In 1894, armed with a letter of introduction from Usatov, Chaliapin headed for Moscow. After a period that included a couple of unproductive performance experiences, but also some valuable instruction on acting from Mamont Dalsky of the Alexandrinsky Theatre, he obtained an engagement to sing Dr. Miracle in Les Contes d’Hoffmann in St. Petersburg. The production failed to draw an audience, but it did lead to an audition with the Maryinsky, and a contract. Borovsky has revised the impression, left in Chaliapin’s own recollections, of this first season with the Imperial Theatre as an unmitigated failure; the young bass in fact had a reasonable measure of success, and his contract was extended to the next year. He wasn’t happy, though. He hated the rigidity, the conventionality, the unquestioned acceptance of a “concert in costume” tradition, and the sense that bureaucratic affairs took precedence over artistic ones, that he found with the Maryinsky. Above all, he realized that he had not found the artistic identity he felt called to, and wasn’t apt to find it in the environment of the state theatre. That summer, in the company of a colleague, he headed North to Nizhny-Novgorod, home of a great fair where artistic enterprises of all descriptions were accommodated. There he met Savva Mamontov, railroad magnate and founder and sole proprietor of the most significant of the private opera companies in the Russia of these late Tsarist times. By the summer’s end and after a quarrelsome start to another year with the Maryinsky, Chaliapin had been induced to join this company for its regular winter season back in Moscow, and Mamontov had helped to pay the forfeiture-of-contract fee involved.
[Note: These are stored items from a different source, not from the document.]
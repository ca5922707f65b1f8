//! In-memory tabular dataset.
//!
//! A [`Dataset`] is a table of named, equal-length `f64` columns. Covariate
//! columns hold categorical codes; the response column holds the numeric
//! outcome being explained.

use crate::error::{GeoDetectorError, Result};
use ndarray::{Array1, ArrayView1};
use serde::{Deserialize, Serialize};

/// A table of named columns sharing one row count.
#[derive(Debug, Clone, Serialize, Deserialize)]
pub struct Dataset {
    names: Vec<String>,
    columns: Vec<Array1<f64>>,
}

impl Dataset {
    /// Build a dataset from `(name, values)` pairs, preserving column order.
    ///
    /// # Arguments
    /// * `columns` - Pairs of column name and column values.
    ///
    /// # Errors
    /// `InvalidParameter` on a duplicate column name, `LengthMismatch` when
    /// the columns do not all share one length.
    pub fn from_columns<I, S>(columns: I) -> Result<Self>
    where
        I: IntoIterator<Item = (S, Vec<f64>)>,
        S: Into<String>,
    {
        let mut names: Vec<String> = Vec::new();
        let mut data: Vec<Array1<f64>> = Vec::new();

        for (name, values) in columns {
            let name = name.into();
            if names.iter().any(|existing| *existing == name) {
                return Err(GeoDetectorError::InvalidParameter(format!(
                    "duplicate column name '{}'",
                    name
                )));
            }
            if let Some(first) = data.first() {
                if values.len() != first.len() {
                    return Err(GeoDetectorError::LengthMismatch {
                        expected: first.len(),
                        actual: values.len(),
                    });
                }
            }
            names.push(name);
            data.push(Array1::from_vec(values));
        }

        Ok(Self {
            names,
            columns: data,
        })
    }

    /// Column names in insertion order.
    pub fn names(&self) -> &[String] {
        &self.names
    }

    /// Whether a column with this name exists.
    pub fn contains_column(&self, name: &str) -> bool {
        self.names.iter().any(|existing| existing == name)
    }

    /// View of a column by name.
    pub fn column(&self, name: &str) -> Option<ArrayView1<'_, f64>> {
        let index = self.names.iter().position(|existing| existing == name)?;
        Some(self.columns[index].view())
    }

    /// Number of rows (0 for a dataset with no columns).
    pub fn n_rows(&self) -> usize {
        self.columns.first().map_or(0, |column| column.len())
    }

    /// Number of columns.
    pub fn n_columns(&self) -> usize {
        self.columns.len()
    }

    /// Whether the dataset holds no rows.
    pub fn is_empty(&self) -> bool {
        self.n_rows() == 0
    }
}

#[cfg(test)]
mod tests {
    use super::*;

    fn sample() -> Dataset {
        Dataset::from_columns([
            ("region", vec![1.0, 1.0, 2.0, 2.0]),
            ("incidence", vec![0.1, 0.2, 0.3, 0.4]),
        ])
        .unwrap()
    }

    #[test]
    fn test_from_columns_preserves_order() {
        let data = sample();
        assert_eq!(data.names(), &["region", "incidence"]);
        assert_eq!(data.n_rows(), 4);
        assert_eq!(data.n_columns(), 2);
        assert!(!data.is_empty());
    }

    #[test]
    fn test_column_lookup() {
        let data = sample();
        assert!(data.contains_column("region"));
        assert!(!data.contains_column("elevation"));

        let column = data.column("incidence").unwrap();
        assert_eq!(column[3], 0.4);
        assert!(data.column("elevation").is_none());
    }

    #[test]
    fn test_duplicate_name_rejected() {
        let result = Dataset::from_columns([
            ("region", vec![1.0]),
            ("region", vec![2.0]),
        ]);
        assert!(matches!(
            result,
            Err(GeoDetectorError::InvalidParameter(_))
        ));
    }

    #[test]
    fn test_ragged_columns_rejected() {
        let result = Dataset::from_columns([
            ("region", vec![1.0, 2.0]),
            ("incidence", vec![0.1]),
        ]);
        assert!(matches!(
            result,
            Err(GeoDetectorError::LengthMismatch {
                expected: 2,
                actual: 1
            })
        ));
    }

    #[test]
    fn test_empty_dataset() {
        let data = Dataset::from_columns(Vec::<(String, Vec<f64>)>::new()).unwrap();
        assert_eq!(data.n_rows(), 0);
        assert!(data.is_empty());
    }

    #[test]
    fn test_serde_round_trip() {
        let data = sample();
        let json = serde_json::to_string(&data).unwrap();
        let parsed: Dataset = serde_json::from_str(&json).unwrap();
        assert_eq!(parsed.names(), data.names());
        assert_eq!(parsed.column("region").unwrap(), data.column("region").unwrap());
    }
}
I will not do Mamontov any sort of justice here. But it’s rather as if Michael Bloomberg were a much greater aesthete than he is, with a broad literary knowledge, a fair degree of artistic talent of his own, and a deeply informed, perceptive appreciation of the visual arts, along with a vision for how all that might translate into a new kind of theatrical practice—and as if M.B. had decided to devote most of his billions to the realization of that vision. Accordingly, the Mamontov Circle had gathered to itself many of Russia’s leading theatrical and musical artists (Stanislavski had belonged, in his pre-Moscow Art Theatre days), painters, and writers, and the Private Opera had become the place where Russian opera first stood on its own feet, including the rescue from oblivion of Mussorgsky’s two masterpieces and the premieres or restorative revivals of several of Rimsky-Korsakov’s major works.(I) From first meeting, Mamontov saw that Chaliapin could play a central role in this aspiration, and Chaliapin realized that he had found the milieu in which he could come into his own.

Footnotes

Footnotes
I It was with Mamontov that Chaliapin first played the role of Boris Godunov (in Rimsky’s orchestration), thus beginning the establishment of that opera in the repertory, first in Russia, then internationally, with Chaliapin’s Boris invariably the key interpretation. He also first sang Dosifei in Khovanshchina at this time. Rimsky operas at the Mamontov: Sadko, May Night, The Maid of Pskov, Mozart and Salieri, and, the season after Chaliapin’s departure, Tsar Saltan.